Perhaps the most despicable form of fraud are scams devised to profit from other people's misfortune.
Natural disasters - like Superstorm Sandy that ravaged the East Coast - cause death and injury, destroy property and leave people vulnerable during the cleanup and rebuilding process.
Compassion has inspired offers of help, including assistance from Missourians outside the reach of the storm's wrath.
Although we are not at risk of home repair scams, Missourians must be wary of bogus charities seeking donations.
The Associated Press has reported nearly "1,100 Internet addresses related to Sandy have been registered since last Friday, according to Internet domain research site DomainTools."
Not all those sites are bogus, but authorities advise donors to:
• Be wary of any phone calls seeking aid contributions, particularly when high-pressure tactics are used.

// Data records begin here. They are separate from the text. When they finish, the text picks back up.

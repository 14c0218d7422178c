// src/blockchain/services/network.rs

use ethers::types::{BlockNumber, U256};
use serde_json::{json, Value};
use tracing::debug;

use crate::blockchain::registry::{NetworkConfig, NetworkRegistry};
use crate::blockchain::rpc::EvmRpc;
use crate::blockchain::units::{self, gas_price_json};
use crate::error::ToolError;
use crate::mcp::tools::ToolArgs;
use crate::utils::{checksum, parse_address, strip_hex_prefix};

/// Reward percentiles sampled from `eth_feeHistory` (slow, standard, fast).
const REWARD_PERCENTILES: [f64; 3] = [25.0, 50.0, 75.0];
const FEE_HISTORY_BLOCKS: u64 = 4;

/// `get_supported_networks`
pub fn get_supported_networks(registry: &NetworkRegistry) -> Value {
    let networks: Vec<Value> = registry
        .all()
        .iter()
        .map(|n| {
            json!({
                "name": n.name,
                "display_name": n.display_name,
                "chain_id": n.chain_id,
                "native_token": n.native_token_symbol,
                "explorer_url": n.explorer_url,
                "supports_ens": n.supports_ens,
                "is_testnet": n.is_testnet,
            })
        })
        .collect();
    json!({
        "default_network": registry.default_network(),
        "count": networks.len(),
        "networks": networks,
    })
}

/// Chain-side half of `get_network_status`; the dispatcher adds the pool row.
pub async fn network_status(rpc: &dyn EvmRpc, network: &NetworkConfig) -> Result<Value, ToolError> {
    let reported = rpc.chain_id().await?;
    let latest = rpc.block_number().await?;
    let gas_price = rpc.gas_price().await?;
    Ok(json!({
        "network": network.name,
        "display_name": network.display_name,
        "chain_id": network.chain_id,
        "reported_chain_id": reported.low_u64(),
        "chain_id_matches": reported == U256::from(network.chain_id),
        "latest_block": latest.as_u64(),
        "gas_price": gas_price_json(gas_price),
        "is_testnet": network.is_testnet,
    }))
}

fn gwei(n: u64) -> U256 {
    U256::from(n) * U256::exp10(9)
}

/// Average of one reward column, ignoring empty samples.
fn average_reward(rewards: &[Vec<U256>], column: usize) -> Option<U256> {
    let samples: Vec<U256> = rewards.iter().filter_map(|r| r.get(column).copied()).collect();
    if samples.is_empty() {
        return None;
    }
    let sum = samples.iter().fold(U256::zero(), |acc, r| acc.saturating_add(*r));
    Some(sum / U256::from(samples.len()))
}

/// `get_gas_price`: legacy price plus EIP-1559 slow/standard/fast suggestions.
pub async fn get_gas_price(
    rpc: &dyn EvmRpc,
    network: &NetworkConfig,
    _args: &ToolArgs,
) -> Result<Value, ToolError> {
    let gas_price = rpc.gas_price().await?;
    let mut out = json!({
        "network": network.name,
        "gas_price": gas_price_json(gas_price),
        "eip1559": Value::Null,
    });

    let history = match rpc
        .fee_history(FEE_HISTORY_BLOCKS, BlockNumber::Latest, &REWARD_PERCENTILES)
        .await
    {
        Ok(history) => history,
        Err(e) => {
            debug!(network = %network.name, error = %e, "fee history unavailable");
            return Ok(out);
        }
    };
    // the last entry is the projected base fee of the next block
    let Some(base_fee) = history.base_fee_per_gas.last().copied() else {
        return Ok(out);
    };

    // fallback priority fees when the node reports no rewards: 1, 1.5, 2 gwei
    let fallback = [gwei(1), gwei(3) / 2, gwei(2)];
    let tiers = ["slow", "standard", "fast"];
    let mut suggestions = serde_json::Map::new();
    for (i, tier) in tiers.iter().enumerate() {
        let priority = average_reward(&history.reward, i)
            .filter(|p| !p.is_zero())
            .unwrap_or(fallback[i]);
        let max_fee = base_fee.saturating_mul(U256::from(2u64)).saturating_add(priority);
        suggestions.insert(
            tier.to_string(),
            json!({
                "max_priority_fee": gas_price_json(priority),
                "max_fee": gas_price_json(max_fee),
            }),
        );
    }
    out["eip1559"] = json!({
        "base_fee": gas_price_json(base_fee),
        "suggestions": suggestions,
    });
    Ok(out)
}

/// `convert_units`
pub fn convert_units(args: &ToolArgs) -> Result<Value, ToolError> {
    let amount = args.str("amount")?;
    let from = args.unit("from_unit")?;
    let to = args.unit("to_unit")?;
    let conversion = units::convert(amount, from, to)?;
    serde_json::to_value(conversion)
        .map_err(|e| ToolError::upstream(format!("failed to render conversion: {}", e)))
}

/// `validate_address`: never fails on a bad address, reports it instead.
pub fn validate_address(args: &ToolArgs) -> Result<Value, ToolError> {
    let input = args.str("address")?;
    let body = strip_hex_prefix(input);
    let has_lower = body.chars().any(|c| c.is_ascii_lowercase());
    let has_upper = body.chars().any(|c| c.is_ascii_uppercase());
    let format_info = json!({
        "has_0x_prefix": input.starts_with("0x") || input.starts_with("0X"),
        "length": input.len(),
        "is_lowercase": has_lower && !has_upper,
        "is_uppercase": has_upper && !has_lower,
        "is_mixed_case": has_lower && has_upper,
    });

    Ok(match parse_address(input) {
        Ok(address) => {
            let checksummed = checksum(&address);
            json!({
                "address": input,
                "is_valid": true,
                "checksum_address": checksummed,
                "is_checksum": checksummed == input,
                "format_info": format_info,
            })
        }
        Err(e) => json!({
            "address": input,
            "is_valid": false,
            "checksum_address": Value::Null,
            "is_checksum": false,
            "error": e.message,
            "format_info": format_info,
        }),
    })
}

• Listen carefully for indications of fraud, including organizations with names similar to a familiar charity, a caller's inability to respond to questions or offers of prizes. More details can be found at the Federal Trade Commission website: www.ftc.gov/bcp/edu/microsites/charityfraud.
• Never send cash.
• Do not click on links or open attachments contained within aid-related spam.
• Evaluate charities carefully. They can be investigated at the Better Business Bureau's Wise Giving Bureau (www.give.org) or Charity Navigator (www.CharityNavigator.org), an independent nonprofit organization that evaluates charity groups based on effectiveness and financial stability.
Predators who compound the suffering of disaster victims don't deserve to profit from your compassion or generosity. Instead, they deserve contempt and, ultimately, some time behind bars to reconsider their reprehensible actions.